Article

Reduced liver fibrosis in hypoxia-inducible factor-1 alpha-deficient mice

Department of Pharmacology, Toxicology, and Therapeutics, University of Kansas Medical Center, 4063 KLSIC, 3901 Rainbow Blvd., Kansas City, KS 66160, USA.
AJP Gastrointestinal and Liver Physiology (Impact Factor: 3.74). 02/2009; 296(3):G582-92. DOI: 10.1152/ajpgi.90368.2008
Source: PubMed

ABSTRACT Liver fibrosis is characterized by excessive deposition of extracellular matrix in the liver during chronic injury. During early stages of this disease, cells begin to synthesize and secrete profibrotic proteins that stimulate matrix production and inhibit matrix degradation. Although it is clear that these proteins are important for development of fibrosis, what remains unknown is the mechanism by which chronic liver injury stimulates their production. In the present study, the hypothesis was tested that hypoxia-inducible factor-1alpha (HIF-1alpha) is activated in the liver during chronic injury and regulates expression of profibrotic proteins. To investigate this hypothesis, mice were subjected to bile duct ligation (BDL), an animal model of liver fibrosis. HIF-1alpha protein was increased in the livers of mice subjected to BDL by 3 days after surgery. To test the hypothesis that HIF-1alpha is required for the development of fibrosis, control and HIF-1alpha-deficient mice were subjected to BDL. Levels of type I collagen and alpha-smooth muscle actin mRNA and protein were increased in control mice by 14 days after BDL. These levels were significantly reduced in HIF-1alpha-deficient mice. Next, the levels of several profibrotic mediators were measured to elucidate the mechanism by which HIF-1alpha promotes liver fibrosis.
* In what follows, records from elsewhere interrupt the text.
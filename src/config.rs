use std::{env, path::PathBuf, time::Duration};

#[derive(Debug, Clone)]
pub struct Config {
    pub port: u16,
    pub data_dir: PathBuf,
    pub static_dir: PathBuf,
    pub remote: Option<RemoteConfig>,
    pub sync_interval: Option<Duration>,
    pub start_offline: bool,
}

#[derive(Debug, Clone)]
pub struct RemoteConfig {
    pub base_url: String,
    pub api_key: Option<String>,
}

impl Config {
    pub fn from_env() -> Self {
        Self::from_lookup(|name| env::var(name).ok())
    }

    pub fn from_lookup(lookup: impl Fn(&str) -> Option<String>) -> Self {
        let port = lookup("PORT")
            .and_then(|value| value.parse::<u16>().ok())
            .unwrap_or(8080);
        let data_dir = lookup("APP_DATA_DIR")
            .map(PathBuf::from)
            .unwrap_or_else(|| PathBuf::from("data"));
        let static_dir = lookup("STATIC_DIR")
            .map(PathBuf::from)
            .unwrap_or_else(|| PathBuf::from("public"));

        let remote = lookup("BLOB_API_URL")
            .map(|url| url.trim().trim_end_matches('/').to_string())
            .filter(|url| !url.is_empty())
            .map(|base_url| RemoteConfig {
                base_url,
                api_key: lookup("BLOB_API_KEY").filter(|key| !key.is_empty()),
            });

        let sync_interval = lookup("SYNC_INTERVAL_SECS")
            .and_then(|value| value.parse::<u64>().ok())
            .filter(|secs| *secs > 0)
            .map(Duration::from_secs);

        let start_offline = lookup("START_OFFLINE")
            .map(|value| matches!(value.trim(), "1" | "true" | "yes"))
            .unwrap_or(false);

        Self {
            port,
            data_dir,
            static_dir,
            remote,
            sync_interval,
            start_offline,
        }
    }
}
Platelet-derived growth factor (PDGF)-A, PDGF-B, and plasminogen activator inhibitor-1 mRNA levels were increased to a greater extent in control mice subjected to BDL compared with HIF-1alpha-deficient mice at 7 and 14 days after BDL. Results from these studies suggest that HIF-1alpha is a critical regulator of profibrotic mediator production during the development of liver fibrosis.